Here's a place where you can review books, educational dvds and documentaries that relate to ACE concepts or trauma-informed practices. "Education is the most powerful weapon you can use to change the world." ~ Nelson Mandela

Playing for Their Lives: The Global El Sistema Movement for Social Change Through Music (ssir.org)

 

In the world’s happiest country, we encountered one of the world’s most challenging Sistema environments. The United Nations World Happiness Report has ranked Denmark the happiest nation on earth, using internationally agreed-upon measures—of wealth, health, social welfare, generosity, and freedom—to rate happiness in 150 countries.

Just outside of Aarhus, the Gellerup district is the largest housing project and the poorest neighborhood in Denmark. Fully 88 percent of its population is comprised of immigrants and refugees from many countries; they are mostly Muslim.
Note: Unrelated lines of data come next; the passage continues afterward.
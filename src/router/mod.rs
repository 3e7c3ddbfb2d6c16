//! Client-side router.
//!
//! Maps URL paths to page handlers and drives navigation without reloads. Resolution order
//! for the current pathname:
//!
//! 1. a pattern equal to the path,
//! 2. the first parameterized pattern (registration order) matching the whole path,
//! 3. the `*` fallback,
//! 4. otherwise navigate to `/`.
//!
//! Handler failures (errors and panics) are logged and swallowed so a broken page never
//! blocks later navigation; whatever the handler rendered before failing stays on screen.

pub mod dom;
pub mod history;
pub mod pattern;

use parking_lot::{Mutex, RwLock};
use std::collections::HashMap;
use std::future::Future;
use std::panic::{self, AssertUnwindSafe};
use std::sync::atomic::{AtomicBool, AtomicUsize, Ordering};
use std::sync::{Arc, Weak};

use dom::{ClickEvent, Element, Event, EventKind, EventTarget, LINK_ATTRIBUTE};
use history::{History, parse_query};
use pattern::RoutePattern;

pub use pattern::WILDCARD;

/// Path every unmatched navigation degrades to.
pub const ROOT: &str = "/";

/// How deep handlers may nest navigations (a handler navigating from inside a handler)
/// before the router refuses to resolve further.
pub const MAX_NAVIGATION_DEPTH: usize = 16;

/// A page handler. It receives the router so it can read params or navigate on.
pub type RouteHandler = Arc<dyn Fn(&Router) -> anyhow::Result<()> + Send + Sync>;

/// Navigator
///
/// The one router capability other services need: send the user somewhere else.
pub trait Navigator: Send + Sync {
    fn navigate(&self, path: &str);
}

/// MatchedRoute
///
/// Which registration served the current location.
#[derive(Debug, Clone, PartialEq, Eq)]
pub enum MatchedRoute {
    /// A pattern equal to the path.
    Exact(String),
    /// A parameterized pattern, stored as registered (e.g. `/llantas/:id`).
    Pattern(String),
    /// The `*` catch-all.
    Fallback,
}

impl MatchedRoute {
    fn parameterized_pattern(&self) -> Option<&str> {
        match self {
            MatchedRoute::Pattern(pattern) => Some(pattern),
            _ => None,
        }
    }
}

/// NavigationState
///
/// The last resolved path and the registration that served it. Not persisted; on restart
/// the history's location is the source of truth.
#[derive(Debug, Clone, Default, PartialEq, Eq)]
pub struct NavigationState {
    pub current_path: Option<String>,
    pub matched: Option<MatchedRoute>,
}

struct RouteEntry {
    pattern: RoutePattern,
    handler: RouteHandler,
}

// Insertion order is matching priority among parameterized patterns. Re-registering a
// pattern replaces its handler in place.
#[derive(Default)]
struct RouteTable {
    entries: Vec<RouteEntry>,
}

impl RouteTable {
    fn insert(&mut self, pattern: &str, handler: RouteHandler) {
        match self
            .entries
            .iter_mut()
            .find(|entry| entry.pattern.as_str() == pattern)
        {
            Some(entry) => entry.handler = handler,
            None => self.entries.push(RouteEntry {
                pattern: RoutePattern::parse(pattern),
                handler,
            }),
        }
    }

    fn resolve(&self, path: &str) -> Option<(MatchedRoute, RouteHandler)> {
        if let Some(entry) = self.entries.iter().find(|e| e.pattern.as_str() == path) {
            return Some((MatchedRoute::Exact(path.to_string()), entry.handler.clone()));
        }

        if let Some(entry) = self
            .entries
            .iter()
            .find(|e| e.pattern.is_parameterized() && e.pattern.matches(path))
        {
            tracing::debug!(pattern = entry.pattern.as_str(), "Router: matched parameterized route");
            return Some((
                MatchedRoute::Pattern(entry.pattern.as_str().to_string()),
                entry.handler.clone(),
            ));
        }

        self.entries
            .iter()
            .find(|e| e.pattern.is_wildcard())
            .map(|entry| {
                tracing::debug!("Router: using default route (*)");
                (MatchedRoute::Fallback, entry.handler.clone())
            })
    }

    fn patterns(&self) -> Vec<String> {
        self.entries
            .iter()
            .map(|entry| entry.pattern.as_str().to_string())
            .collect()
    }
}

struct RouterInner {
    history: Arc<dyn History>,
    routes: RwLock<RouteTable>,
    state: Mutex<NavigationState>,
    initialized: AtomicBool,
    depth: AtomicUsize,
}

// Counts one level of route resolution for as long as it lives.
struct DepthGuard<'a>(&'a AtomicUsize);

impl<'a> DepthGuard<'a> {
    fn enter(counter: &'a AtomicUsize) -> (Self, usize) {
        let depth = counter.fetch_add(1, Ordering::SeqCst);
        (Self(counter), depth)
    }
}

impl Drop for DepthGuard<'_> {
    fn drop(&mut self) {
        self.0.fetch_sub(1, Ordering::SeqCst);
    }
}

/// Router
///
/// Cheap clonable handle; all clones share one route table and navigation state. Build one
/// per running app and pass it to whatever needs to navigate.
#[derive(Clone)]
pub struct Router {
    inner: Arc<RouterInner>,
}

/// WeakRouter
///
/// Non-owning handle for services the router's own handlers depend on (the HTTP client),
/// so no reference cycle keeps the app alive.
#[derive(Clone)]
pub struct WeakRouter {
    inner: Weak<RouterInner>,
}

impl WeakRouter {
    pub fn upgrade(&self) -> Option<Router> {
        self.inner.upgrade().map(|inner| Router { inner })
    }
}

impl Navigator for WeakRouter {
    fn navigate(&self, path: &str) {
        match self.upgrade() {
            Some(router) => router.navigate(path),
            None => tracing::debug!(path, "Router: dropped, navigation ignored"),
        }
    }
}

impl Navigator for Router {
    fn navigate(&self, path: &str) {
        Router::navigate(self, path)
    }
}

impl Router {
    pub fn new(history: Arc<dyn History>) -> Self {
        Self {
            inner: Arc::new(RouterInner {
                history,
                routes: RwLock::new(RouteTable::default()),
                state: Mutex::new(NavigationState::default()),
                initialized: AtomicBool::new(false),
                depth: AtomicUsize::new(0),
            }),
        }
    }

    pub fn downgrade(&self) -> WeakRouter {
        WeakRouter {
            inner: Arc::downgrade(&self.inner),
        }
    }

    /// route
    ///
    /// Registers (or replaces) the handler for `pattern`.
    pub fn route<F>(&self, pattern: &str, handler: F)
    where
        F: Fn(&Router) -> anyhow::Result<()> + Send + Sync + 'static,
    {
        self.inner.routes.write().insert(pattern, Arc::new(handler));
    }

    /// route_async
    ///
    /// Registers a handler whose work is asynchronous. Each resolution spawns the future on
    /// the current tokio runtime and returns immediately; the future's error is logged when
    /// it completes. Nothing cancels it if the user navigates away first.
    pub fn route_async<F, Fut>(&self, pattern: &str, handler: F)
    where
        F: Fn(Router) -> Fut + Send + Sync + 'static,
        Fut: Future<Output = anyhow::Result<()>> + Send + 'static,
    {
        let route = pattern.to_string();
        self.route(pattern, move |router: &Router| {
            let runtime = tokio::runtime::Handle::try_current()
                .map_err(|e| anyhow::anyhow!("no async runtime to render {}: {}", route, e))?;
            let page = handler(router.clone());
            let route = route.clone();
            runtime.spawn(async move {
                if let Err(e) = page.await {
                    tracing::error!(route = %route, "Router: async handler failed: {:#}", e);
                }
            });
            Ok(())
        });
    }

    /// init
    ///
    /// Subscribes to popstate and to document-wide clicks, then resolves the current
    /// location. Only the first call does anything; returns whether this call initialised.
    pub fn init(&self, target: &dyn EventTarget) -> bool {
        if self.inner.initialized.swap(true, Ordering::SeqCst) {
            tracing::debug!("Router: already initialized");
            return false;
        }

        let weak = self.downgrade();
        target.add_listener(
            EventKind::PopState,
            Arc::new(move |_event: &mut Event| {
                if let Some(router) = weak.upgrade() {
                    router.handle_route();
                }
            }),
        );

        let weak = self.downgrade();
        target.add_listener(
            EventKind::Click,
            Arc::new(move |event: &mut Event| {
                if let (Event::Click(click), Some(router)) = (event, weak.upgrade()) {
                    router.intercept_click(click);
                }
            }),
        );

        tracing::info!(routes = ?self.routes(), "Router: initialized");
        self.handle_route();
        true
    }

    pub fn is_initialized(&self) -> bool {
        self.inner.initialized.load(Ordering::SeqCst)
    }

    /// navigate
    ///
    /// Pushes `path` onto the history and resolves the new location.
    pub fn navigate(&self, path: &str) {
        self.inner.history.push_state(path);
        self.handle_route();
    }

    /// handle_route
    ///
    /// Resolves the current location and runs the matching handler. Also the popstate
    /// reaction.
    pub fn handle_route(&self) {
        let path = self.inner.history.location().pathname;
        tracing::debug!(path = %path, "Router: handling route");

        // A `*` handler that navigates to an unregistered `/` would otherwise recurse
        // until the stack overflows.
        let (_guard, depth) = DepthGuard::enter(&self.inner.depth);
        if depth >= MAX_NAVIGATION_DEPTH {
            tracing::error!(path = %path, depth, "Router: navigation loop detected, stopping");
            return;
        }

        // The table lock is released before the handler runs; handlers may register
        // routes or navigate again.
        let resolved = self.inner.routes.read().resolve(&path);

        match resolved {
            Some((matched, handler)) => {
                tracing::debug!(path = %path, matched = ?matched, "Router: executing handler");
                {
                    let mut state = self.inner.state.lock();
                    state.current_path = Some(path.clone());
                    state.matched = Some(matched);
                }
                self.invoke(&path, handler);
            }
            None if path == ROOT => {
                tracing::error!("Router: no handler for / and no default route registered");
            }
            None => {
                tracing::warn!(path = %path, "Router: no handler found, navigating to /");
                self.navigate(ROOT);
            }
        }
    }

    fn invoke(&self, path: &str, handler: RouteHandler) {
        match panic::catch_unwind(AssertUnwindSafe(|| handler(self))) {
            Ok(Ok(())) => {}
            Ok(Err(e)) => {
                tracing::error!(path, "Router: error executing handler: {:#}", e);
            }
            Err(payload) => {
                let message = payload
                    .downcast_ref::<&str>()
                    .map(|s| s.to_string())
                    .or_else(|| payload.downcast_ref::<String>().cloned())
                    .unwrap_or_else(|| "unknown panic".to_string());
                tracing::error!(path, "Router: handler panicked: {}", message);
            }
        }
    }

    /// intercept_click
    ///
    /// Turns a click inside an in-app link into a router navigation. The nearest element
    /// carrying `data-link` wins; otherwise the nearest `<a>` whose `href` starts with `/`.
    /// Returns whether the click was intercepted.
    pub fn intercept_click(&self, click: &mut ClickEvent) -> bool {
        let link = click
            .closest(|el| el.has_attribute(LINK_ATTRIBUTE))
            .or_else(|| click.closest(is_internal_anchor));

        let Some(link) = link else {
            return false;
        };

        let target = link
            .attribute("href")
            .filter(|href| !href.is_empty())
            .or_else(|| link.attribute(LINK_ATTRIBUTE))
            .map(str::to_string);

        click.prevent_default();
        click.stop_propagation();

        match target {
            Some(path) if path.starts_with('/') => self.navigate(&path),
            other => tracing::debug!(target = ?other, "Router: link without an in-app path"),
        }
        true
    }

    /// get_params
    ///
    /// The current query string as a flat map of decoded pairs.
    pub fn get_params(&self) -> HashMap<String, String> {
        parse_query(&self.inner.history.location().search)
    }

    /// get_route_id
    ///
    /// The current resource id: the segment under the first `:param` of the last matched
    /// pattern, or the final path segment.
    pub fn get_route_id(&self) -> String {
        let path = self.inner.history.location().pathname;
        let state = self.inner.state.lock();
        let matched_pattern = state
            .matched
            .as_ref()
            .and_then(MatchedRoute::parameterized_pattern);
        pattern::route_id(matched_pattern, &path)
    }

    pub fn current_path(&self) -> Option<String> {
        self.inner.state.lock().current_path.clone()
    }

    pub fn matched_route(&self) -> Option<MatchedRoute> {
        self.inner.state.lock().matched.clone()
    }

    pub fn navigation_state(&self) -> NavigationState {
        self.inner.state.lock().clone()
    }

    /// Registered patterns in registration order.
    pub fn routes(&self) -> Vec<String> {
        self.inner.routes.read().patterns()
    }

    /// The location the history currently points at.
    pub fn location(&self) -> history::Location {
        self.inner.history.location()
    }
}

fn is_internal_anchor(element: &Element) -> bool {
    element.is("a")
        && element
            .attribute("href")
            .is_some_and(|href| href.starts_with('/'))
}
Unemployment is over 70 percent; crime, tension, and poverty are high. The community resists government help and resents the necessity to accept it.

In one Gellerup elementary school where nearly all the children are from immigrant Muslim families, a Sistema-inspired program called MusikUnik (Unique Music) brings ensemble music-making to about fifty second- and third-graders three or four times a week during the school day. 

Inclusion is the first principle of El Sistema. In visiting over a hundred núcleos around the world, we found that no matter how vastly different their cultural settings are, they share a profound dedication to this ideal. The citizen artists who launch and run these programs have chosen to work with children and families who are sidelined— by poverty, discrimination, or other kinds of adversity—from the flourishing centers of their societies. They commit themselves to bringing these children into a state of belonging.

The phenomenon of social exclusion has been increasingly recognized by social scientists as one of the most damaging threats to emotional wellbeing. In 1995, psychologists Roy Baumeister and Mark Leary argued that a sense of belonging is a fundamental human need, not simply a preference, and that the absence of this sense results in mental illness.17 In more recent research, brain scans have shown that the feeling of being excluded registers in the brain as actual physical pain.

There is also increasing recognition that social exclusion is deeply connected to poverty, with research showing that poor children, whether in the absolute poverty of developing nations or the relative poverty of wealthier ones, often grow up with an abiding sense of exclusion. Some researchers have concluded that social exclusion is the single most damaging result of poverty. “We typically think of stress as being a risk factor for disease,” scientist and professor Steve Cole has said. “And it is. But if you actually measure stress, using our best available instruments, it can’t hold a candle to social isolation. Social isolation is the best-established, most robust social or psycho- logical risk factor for disease out there. Nothing can compete.”